De plus, en cette période de crise Covid, pareil attroupement avec un manque évident de distanciation physique et un port aléatoire du masque est pour le moins interpellant dans un commune aussi durement touchée par la pandémie.

Contactée, la zone de police Midi (Anderlecht, Forest, Saint-Gilles) dit être au courant du phénomène. "Il s'agit d'une braderie sauvage qui se tient chaque semaine dans la rue Sergent De Bruyne. Une vingtaine d'exposants sont présents, principalement des personnes sans papiers", explique Kathleen Calie, porte-parole de la zone de police Midi. "Chaque semaine, on les contrôle, on les arrête, et on envoie un avis à l'office des étrangers si nécessaire."

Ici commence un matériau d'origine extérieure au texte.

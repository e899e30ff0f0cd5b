use rustc_hash::{FxHashMap, FxHashSet};

use crate::allocator::NodeAllocator;
use crate::identifier::Identifier;
use crate::key::Entry;
use crate::storage::LevelStorage;
use crate::value::Value;

use super::requests::{CompressedChange, UpdateMode, UpdateRequests};

/// Turns a full node into another one by inserting or erasing entries.
#[derive(Debug)]
pub(crate) struct FullNodeUpdate<V> {
    pub source: Identifier,
    pub target: Identifier,
    pub entries: Vec<Entry<V>>,
    pub mode: UpdateMode,
}

/// What has to happen to the nodes of one depth, derived from the collected
/// [`UpdateRequests`] and the current node storage.
#[derive(Debug)]
pub(crate) struct UpdatePlan<V> {
    pub create: Vec<(Identifier, Vec<Entry<V>>)>,
    /// Targets built from a clone of a source that lives on.
    pub copy: Vec<FullNodeUpdate<V>>,
    /// Targets built in place from a source that would be deleted anyway.
    pub moves: Vec<FullNodeUpdate<V>>,
    pub delete: Vec<Identifier>,
    /// Net reference count changes of full nodes, none of them zero.
    pub deltas: FxHashMap<Identifier, isize>,
    pub compressed_changes: FxHashMap<Identifier, CompressedChange<V>>,
}

impl<V: Value> UpdatePlan<V> {
    pub fn new<A: NodeAllocator>(requests: UpdateRequests<V>, level: &LevelStorage<V, A>) -> Self {
        let depth = requests.depth();
        let UpdateRequests {
            compressed_changes,
            full_updates,
            mut full_creations,
            full_deltas: mut deltas,
            full_deletion_candidates,
            full_potentially_new,
            ..
        } = requests;

        let mut to_be_created: FxHashSet<Identifier> = full_potentially_new
            .into_iter()
            .filter(|id| !level.full.contains(*id))
            .collect();

        let mut delete = FxHashSet::default();
        for id in full_deletion_candidates {
            let Some(&delta) = deltas.get(&id) else {
                continue;
            };
            if delta == 0 {
                deltas.remove(&id);
                continue;
            }
            let Some(ref_count) = level.full.ref_count(id) else {
                panic!("reference count change {delta} for absent full node {id} at depth {depth}");
            };
            match ref_count.checked_add_signed(delta) {
                Some(0) => {
                    delete.insert(id);
                    deltas.remove(&id);
                }
                Some(_) => {}
                None => panic!("negative reference count for full node {id} at depth {depth}"),
            }
        }

        // A source that is deleted anyway hands its allocation to exactly one
        // of its targets. Every other target starts from a copy.
        let mut copy = Vec::new();
        let mut moves = Vec::new();
        for (source, targets) in full_updates {
            let mut movable = delete.contains(&source);
            for (target, update) in targets {
                if !to_be_created.remove(&target) {
                    continue;
                }
                let update = FullNodeUpdate {
                    source,
                    target,
                    entries: update.entries,
                    mode: update.mode,
                };
                if movable {
                    delete.remove(&source);
                    moves.push(update);
                    movable = false;
                } else {
                    copy.push(update);
                }
            }
        }

        let create = to_be_created
            .into_iter()
            .map(|id| match full_creations.remove(&id) {
                Some(entries) => (id, entries),
                None => panic!("full node {id} at depth {depth} has no way to be created"),
            })
            .collect();

        let compressed_changes = compressed_changes
            .into_iter()
            .filter(|(_, change)| change.ref_count_delta != 0)
            .collect();

        Self {
            create,
            copy,
            moves,
            delete: delete.into_iter().collect(),
            deltas,
            compressed_changes,
        }
    }
}
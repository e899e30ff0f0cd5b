pub mod allocator;
pub mod bulk;
pub mod config;
mod context;
mod diagonal;
pub mod error;
mod identifier;
mod iter;
mod key;
mod node;
mod storage;
#[cfg(test)]
#[allow(clippy::unwrap_used)]
mod test_utils;
mod update;
mod value;
mod view;

use std::fmt;
use std::sync::RwLockReadGuard;

pub use self::allocator::{CountingAllocator, HeapAllocator, NodeAllocator};
pub use self::bulk::{AsyncBulkInserter, BulkCallback, SyncBulkInserter};
pub use self::config::{BulkConfig, BulkMode, ContextConfig, MAX_DEPTH};
pub use self::context::{HypertrieContext, RawContext, UpdateSummary};
pub use self::diagonal::HashDiagonal;
pub use self::error::HypertrieError;
pub use self::identifier::Identifier;
pub use self::iter::Iter;
pub use self::key::{Entry, KeyPart, KeyPositions, RawKey, SliceKey};
pub use self::node::{
    ChildMap, CompressedNode, Edges, FullNode, NodeContainer, NodeKind, NodeRef, NodeView,
    ValueMap,
};
pub use self::storage::{LevelStorage, NodeStorage, SpecificNodeStorage};
pub use self::value::Value;
pub use self::view::{HypertrieRef, SliceResult};

/// A sparse tensor of `depth` dimensions, indexed by [`KeyPart`]s.
///
/// The handle owns one reference to its root node within a
/// [`HypertrieContext`]. Structurally equal sub-hypertries are stored once per
/// context, so cloning a handle only increments a reference count and equal
/// contents have equal [`Hypertrie::hash`]es.
pub struct Hypertrie<V: Value = bool, A: NodeAllocator = HeapAllocator> {
    context: HypertrieContext<V, A>,
    root: NodeContainer<V>,
}

impl<V: Value, A: NodeAllocator> Hypertrie<V, A> {
    /// Creates an empty hypertrie of `depth` within `context`.
    pub fn new(context: &HypertrieContext<V, A>, depth: usize) -> Result<Self, HypertrieError> {
        context.read()?.check_depth(depth)?;
        Ok(Self {
            context: context.clone(),
            root: NodeContainer::empty(depth),
        })
    }

    pub fn context(&self) -> &HypertrieContext<V, A> {
        &self.context
    }

    pub fn depth(&self) -> usize {
        self.root.depth
    }

    pub fn root(&self) -> &NodeContainer<V> {
        &self.root
    }

    pub fn is_empty(&self) -> bool {
        self.root.node.is_empty()
    }

    /// Content hash. Empty hypertries hash to [`Identifier::EMPTY`].
    pub fn hash(&self) -> Identifier {
        self.root.identifier()
    }

    /// Number of non-empty entries.
    pub fn size(&self) -> Result<usize, HypertrieError> {
        match self.root.node {
            NodeRef::Empty => Ok(0),
            NodeRef::Inline(..) | NodeRef::Compressed(_) => Ok(1),
            NodeRef::Full(_) => Ok(self.context.read()?.size(&self.root)),
        }
    }

    /// The value at `key`, empty when nothing is stored there.
    pub fn get(&self, key: &[KeyPart]) -> Result<V, HypertrieError> {
        self.context.read()?.get(&self.root, key)
    }

    pub fn contains(&self, key: &[KeyPart]) -> Result<bool, HypertrieError> {
        Ok(!self.get(key)?.is_empty())
    }

    /// Stores `value` at `key` and returns the previous value. Setting the
    /// empty value removes the entry.
    pub fn set(&mut self, key: &[KeyPart], value: V) -> Result<V, HypertrieError> {
        self.context.write()?.set(&mut self.root, key, value)
    }

    /// Stores every entry, replacing existing values. Entries with the empty
    /// value are ignored.
    pub fn insert(&mut self, entries: Vec<Entry<V>>) -> Result<UpdateSummary, HypertrieError> {
        let entries = entries
            .into_iter()
            .filter(|entry| !entry.value.is_empty())
            .collect();
        self.update(entries)
    }

    /// Removes the entries at `keys`. Absent keys are ignored.
    pub fn remove<K: AsRef<[KeyPart]>>(
        &mut self,
        keys: impl IntoIterator<Item = K>,
    ) -> Result<UpdateSummary, HypertrieError> {
        let changes = keys
            .into_iter()
            .map(|key| Entry::new(key.as_ref(), V::default()))
            .collect();
        self.update(changes)
    }

    /// Applies a batch of changes, see [`RawContext::update`].
    pub fn update(&mut self, changes: Vec<Entry<V>>) -> Result<UpdateSummary, HypertrieError> {
        self.context.write()?.update(&mut self.root, changes)
    }

    /// Read access: holds the context's read lock until the guard is dropped.
    pub fn read(&self) -> Result<HypertrieGuard<'_, V, A>, HypertrieError> {
        Ok(HypertrieGuard {
            context: self.context.read()?,
            root: self.root,
        })
    }

    pub fn to_entries(&self) -> Result<Vec<Entry<V>>, HypertrieError> {
        Ok(self.read()?.view().to_entries())
    }

    /// Commits a batch prepared by a bulk pipeline and returns the new size.
    pub(crate) fn commit_batch(
        &mut self,
        mode: BulkMode,
        entries: Vec<Entry<V>>,
    ) -> Result<usize, HypertrieError> {
        let mut context = self.context.write()?;
        match mode {
            BulkMode::Insert => context.insert_unchecked(&mut self.root, entries),
            BulkMode::Remove => context.erase_unchecked(&mut self.root, entries),
        }
        Ok(context.size(&self.root))
    }
}

impl<V: Value, A: NodeAllocator> Clone for Hypertrie<V, A> {
    fn clone(&self) -> Self {
        self.context.acquire_root(&self.root);
        Self {
            context: self.context.clone(),
            root: self.root,
        }
    }
}

impl<V: Value, A: NodeAllocator> Drop for Hypertrie<V, A> {
    fn drop(&mut self) {
        self.context.release_root(&self.root);
    }
}

impl<V: Value, A: NodeAllocator> PartialEq for Hypertrie<V, A> {
    fn eq(&self, other: &Self) -> bool {
        self.context.ptr_eq(&other.context) && self.root == other.root
    }
}

impl<V: Value, A: NodeAllocator> Eq for Hypertrie<V, A> {}

impl<V: Value, A: NodeAllocator> fmt::Debug for Hypertrie<V, A> {
    fn fmt(&self, f: &mut fmt::Formatter<'_>) -> fmt::Result {
        f.debug_struct("Hypertrie")
            .field("depth", &self.root.depth)
            .field("root", &self.root.node)
            .finish()
    }
}

/// A [`Hypertrie`] under the read lock of its context.
pub struct HypertrieGuard<'h, V: Value, A: NodeAllocator> {
    context: RwLockReadGuard<'h, RawContext<V, A>>,
    root: NodeContainer<V>,
}

impl<V: Value, A: NodeAllocator> HypertrieGuard<'_, V, A> {
    pub fn view(&self) -> HypertrieRef<'_, V, A> {
        self.context.view(&self.root)
    }
}
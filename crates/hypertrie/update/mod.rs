//! Batched updates of hash-consed node storage.
//!
//! A batch is turned into [`UpdateRequests`](requests::UpdateRequests) for the
//! depth of the root. Applying the requests of a depth creates, rewrites or
//! deletes the full nodes of that depth and registers requests for the depth
//! below, so every depth is visited exactly once, top-down.

mod apply;
mod plan;
mod requests;

use rustc_hash::FxHashMap;
use tracing::trace;

use crate::allocator::NodeAllocator;
use crate::key::{Entry, KeyPart};
use crate::node::NodeContainer;
use crate::storage::NodeStorage;
use crate::value::Value;

use apply::apply_update;
use requests::UpdateRequests;

/// Groups `entries` by their key part at `pos`, dropping that position.
pub(crate) fn entries_by_key_part<V: Value>(
    entries: &[Entry<V>],
    pos: usize,
) -> FxHashMap<KeyPart, Vec<Entry<V>>> {
    let mut groups: FxHashMap<KeyPart, Vec<Entry<V>>> = FxHashMap::default();
    for entry in entries {
        groups
            .entry(entry.key[pos])
            .or_default()
            .push(entry.subentry(pos));
    }
    groups
}

/// Inserts `entries` into the hypertrie rooted at `container`.
///
/// The keys must be pairwise distinct and absent, the values non-empty.
pub(crate) fn insert_entries<V: Value, A: NodeAllocator>(
    storage: &mut NodeStorage<V, A>,
    container: &mut NodeContainer<V>,
    entries: Vec<Entry<V>>,
) {
    if entries.is_empty() {
        return;
    }
    trace!(
        depth = container.depth,
        count = entries.len(),
        "inserting entries"
    );
    let mut requests = UpdateRequests::new(container.depth);
    let root = if container.node.is_empty() {
        requests.add_node(entries)
    } else {
        requests.insert_into_node(storage.levels(), container.node, entries, true)
    };
    apply_update(storage.levels_mut(), requests);
    container.node = root;
}

/// Erases `entries` from the hypertrie rooted at `container`.
///
/// Every entry must be stored with exactly the given value.
pub(crate) fn erase_entries<V: Value, A: NodeAllocator>(
    storage: &mut NodeStorage<V, A>,
    container: &mut NodeContainer<V>,
    entries: Vec<Entry<V>>,
) {
    if entries.is_empty() {
        return;
    }
    trace!(
        depth = container.depth,
        count = entries.len(),
        "erasing entries"
    );
    let mut requests = UpdateRequests::new(container.depth);
    let root = requests.remove_from_node(storage.levels(), container.node, entries, true);
    apply_update(storage.levels_mut(), requests);
    container.node = root;
}

/// Changes the reference count of the root of `container` by `delta`,
/// deleting whatever becomes unreachable.
pub(crate) fn adjust_root_references<V: Value, A: NodeAllocator>(
    storage: &mut NodeStorage<V, A>,
    container: &NodeContainer<V>,
    delta: isize,
) {
    if !container.node.is_stored() {
        return;
    }
    let mut requests = UpdateRequests::new(container.depth);
    requests.apply_ref_count_delta(container.node, delta);
    apply_update(storage.levels_mut(), requests);
}
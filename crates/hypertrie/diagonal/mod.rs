//! Hash diagonals: iteration over the key parts that occur at a set of
//! positions simultaneously, the building block of worst-case optimal joins.

mod dispatch;

use std::fmt;

use crate::allocator::NodeAllocator;
use crate::key::{KeyPart, KeyPositions};
use crate::node::{NodeKind, NodeView};
use crate::storage::NodeStorage;
use crate::value::Value;
use crate::view::{HypertrieRef, SliceResult};

use dispatch::{DiagonalMethods, DiagonalState, DiagonalValue, methods};

/// Iterates every key part `k` for which fixing all diagonal positions to `k`
/// selects at least one entry.
///
/// The diagonal starts unpositioned: call [`HashDiagonal::begin`] before
/// reading the current key part, or drive it as an [`Iterator`]. Key parts
/// come in no particular order, each at most once.
pub struct HashDiagonal<'a, V: Value, A: NodeAllocator> {
    storage: &'a NodeStorage<V, A>,
    methods: &'static DiagonalMethods<V, A>,
    state: DiagonalState<'a, V>,
    started: bool,
}

impl<'a, V: Value, A: NodeAllocator> HashDiagonal<'a, V, A> {
    pub(crate) fn new(
        storage: &'a NodeStorage<V, A>,
        depth: usize,
        node: NodeView<'a, V>,
        positions: KeyPositions,
    ) -> Self {
        let kind = node.kind().unwrap_or(NodeKind::Compressed);
        let methods = methods::<V, A>(depth, positions.count(), kind);
        let state = (methods.construct)(node, positions);
        Self {
            storage,
            methods,
            state,
            started: false,
        }
    }

    /// Positions the diagonal on its first key part, if there is one.
    pub fn begin(&mut self) {
        self.started = true;
        (self.methods.begin)(&mut self.state, self.storage);
    }

    /// Moves to the next key part. Advancing an ended diagonal panics.
    pub fn advance(&mut self) {
        (self.methods.advance)(&mut self.state, self.storage);
    }

    /// Positions the diagonal on `key_part` if it lies on the diagonal and
    /// reports whether it does. The iteration cursor is not moved.
    pub fn probe(&mut self, key_part: KeyPart) -> bool {
        (self.methods.probe)(&mut self.state, self.storage, key_part)
    }

    pub fn ended(&self) -> bool {
        (self.methods.ended)(&self.state)
    }

    /// Upper bound for the number of key parts on the diagonal.
    pub fn size(&self) -> usize {
        (self.methods.size)(&self.state)
    }

    /// Depth of the current result: 0 when every position is on the diagonal.
    pub fn result_depth(&self) -> usize {
        self.methods.result_depth
    }

    pub fn current_key_part(&self) -> KeyPart {
        (self.methods.current_key_part)(&self.state)
    }

    /// The value for the current key part when the result depth is 0.
    pub fn current_value(&self) -> V {
        match (self.methods.current_value)(&self.state) {
            DiagonalValue::Value(value) => *value,
            DiagonalValue::None | DiagonalValue::Node(_) => V::default(),
        }
    }

    /// The current result: a value at result depth 0, otherwise the
    /// sub-hypertrie over the positions off the diagonal.
    pub fn current(&self) -> SliceResult<'a, V, A> {
        match (self.methods.current_value)(&self.state) {
            DiagonalValue::Value(value) => SliceResult::Value(*value),
            DiagonalValue::Node(node) => SliceResult::Trie(HypertrieRef::new(
                self.storage,
                self.methods.result_depth,
                node.clone(),
            )),
            DiagonalValue::None => SliceResult::Trie(HypertrieRef::new(
                self.storage,
                self.methods.result_depth,
                NodeView::Empty,
            )),
        }
    }
}

impl<'a, V: Value, A: NodeAllocator> Iterator for HashDiagonal<'a, V, A> {
    type Item = (KeyPart, SliceResult<'a, V, A>);

    fn next(&mut self) -> Option<Self::Item> {
        if !self.started {
            self.begin();
        } else if !self.ended() {
            self.advance();
        }
        if self.ended() {
            return None;
        }
        Some((self.current_key_part(), self.current()))
    }
}

impl<V: Value, A: NodeAllocator> fmt::Debug for HashDiagonal<'_, V, A> {
    fn fmt(&self, f: &mut fmt::Formatter<'_>) -> fmt::Result {
        f.debug_struct("HashDiagonal")
            .field("positions", &self.state.positions)
            .field("result_depth", &self.methods.result_depth)
            .field("ended", &self.state.ended)
            .finish()
    }
}
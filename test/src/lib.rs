//! Helpers shared by the hypertrie integration tests.
#![allow(clippy::unwrap_used)]

use std::collections::BTreeMap;

use hypertrie::{
    ContextConfig, CountingAllocator, Entry, Hypertrie, HypertrieContext, KeyPart, NodeAllocator,
    Value,
};
use rand::rngs::StdRng;
use rand::{Rng, SeedableRng};
use tracing_subscriber::EnvFilter;

/// Installs a test subscriber honouring `RUST_LOG`. Safe to call repeatedly.
pub fn init_tracing() {
    let _ = tracing_subscriber::fmt()
        .with_env_filter(EnvFilter::from_default_env())
        .with_test_writer()
        .try_init();
}

pub fn context<V: Value>(max_depth: usize) -> HypertrieContext<V> {
    HypertrieContext::new(ContextConfig::with_max_depth(max_depth))
        .unwrap_or_else(|err| panic!("creating context: {err}"))
}

pub fn counting_context<V: Value>(
    max_depth: usize,
) -> (HypertrieContext<V, CountingAllocator>, CountingAllocator) {
    let allocator = CountingAllocator::new();
    let config = ContextConfig::with_max_depth(max_depth);
    let context = HypertrieContext::with_allocator(config, allocator.clone())
        .unwrap_or_else(|err| panic!("creating context: {err}"));
    (context, allocator)
}

pub fn bool_entries<K: AsRef<[KeyPart]>>(keys: impl IntoIterator<Item = K>) -> Vec<Entry<bool>> {
    keys.into_iter()
        .map(|key| Entry::new(key.as_ref(), true))
        .collect()
}

/// `count` keys with key parts below `max_key_part`, duplicates included.
pub fn random_keys(
    rng: &mut StdRng,
    count: usize,
    depth: usize,
    max_key_part: KeyPart,
) -> Vec<Vec<KeyPart>> {
    (0..count)
        .map(|_| (0..depth).map(|_| rng.gen_range(0..max_key_part)).collect())
        .collect()
}

pub fn seeded(seed: u64) -> StdRng {
    StdRng::seed_from_u64(seed)
}

/// Entries of `hypertrie` as an ordered map, for comparison with a model.
pub fn content<V: Value, A: NodeAllocator>(
    hypertrie: &Hypertrie<V, A>,
) -> BTreeMap<Vec<KeyPart>, V> {
    hypertrie
        .to_entries()
        .unwrap_or_else(|err| panic!("reading hypertrie: {err}"))
        .into_iter()
        .map(|entry| (entry.key.to_vec(), entry.value))
        .collect()
}
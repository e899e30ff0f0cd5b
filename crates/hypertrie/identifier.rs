use std::fmt;
use std::hash::{Hash, Hasher};

use rustc_hash::FxHasher;

use crate::key::{Entry, KeyPart};
use crate::value::Value;

/// Content hash of a node.
///
/// The identifier of a set of entries is the wrapping sum of the entry
/// hashes, so it does not depend on insertion order and a single entry can be
/// added or removed without looking at the others. The empty set hashes to
/// [`Identifier::EMPTY`].
#[derive(Debug, Clone, Copy, PartialEq, Eq, Hash, Default, PartialOrd, Ord)]
pub struct Identifier(u64);

impl Identifier {
    pub const EMPTY: Identifier = Identifier(0);

    pub fn of<V: Value>(entries: &[Entry<V>]) -> Self {
        entries
            .iter()
            .fold(Self::EMPTY, |id, entry| id.add(&entry.key, entry.value))
    }

    pub fn of_entry<V: Value>(key: &[KeyPart], value: V) -> Self {
        Self(entry_hash(key, value))
    }

    pub fn add<V: Value>(self, key: &[KeyPart], value: V) -> Self {
        self.combine(Self::of_entry(key, value))
    }

    pub fn remove<V: Value>(self, key: &[KeyPart], value: V) -> Self {
        self.uncombine(Self::of_entry(key, value))
    }

    pub fn change_value<V: Value>(self, key: &[KeyPart], old_value: V, new_value: V) -> Self {
        self.remove(key, old_value).add(key, new_value)
    }

    /// Identifier of the union of two disjoint entry sets.
    pub fn combine(self, other: Identifier) -> Self {
        Self(self.0.wrapping_add(other.0))
    }

    /// Identifier of `self` without the entries of `other`, which must be a
    /// subset.
    pub fn uncombine(self, other: Identifier) -> Self {
        Self(self.0.wrapping_sub(other.0))
    }

    pub fn is_empty(&self) -> bool {
        *self == Self::EMPTY
    }

    pub fn as_u64(&self) -> u64 {
        self.0
    }
}

impl fmt::Display for Identifier {
    fn fmt(&self, f: &mut fmt::Formatter<'_>) -> fmt::Result {
        write!(f, "{:016x}", self.0)
    }
}

fn entry_hash<V: Value>(key: &[KeyPart], value: V) -> u64 {
    let mut hasher = FxHasher::default();
    key.hash(&mut hasher);
    value.hash(&mut hasher);
    // 0 is reserved for the empty set
    match finalize(hasher.finish()) {
        0 => 1,
        hash => hash,
    }
}

// murmur3 finalizer, spreads the weak fx output over all bits
fn finalize(mut hash: u64) -> u64 {
    hash ^= hash >> 33;
    hash = hash.wrapping_mul(0xff51_afd7_ed55_8ccd);
    hash ^= hash >> 33;
    hash = hash.wrapping_mul(0xc4ce_b9fe_1a85_ec53);
    hash ^ (hash >> 33)
}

Selon le chef de groupe MR au conseil communal Gaëtan Van Goidsenhoven, l'attitude de la police est beaucoup trop laxiste. "Police et commune ont déjà été interpellées à diverses reprises ces dernières années. Malgré quelques actions sporadiques annoncées suite aux interpellations, force est de constater que la volonté de l'autorité à mettre un terme au phénomène n'est pas particulièrement évident, même en période de risque sanitaire. Je serai donc obligé d'interpeller à nouveau la commune et la zone de police, à l'occasion des prochains conseils communal et de police, sur une situation de laisser-aller que les citoyens peinent à comprendre."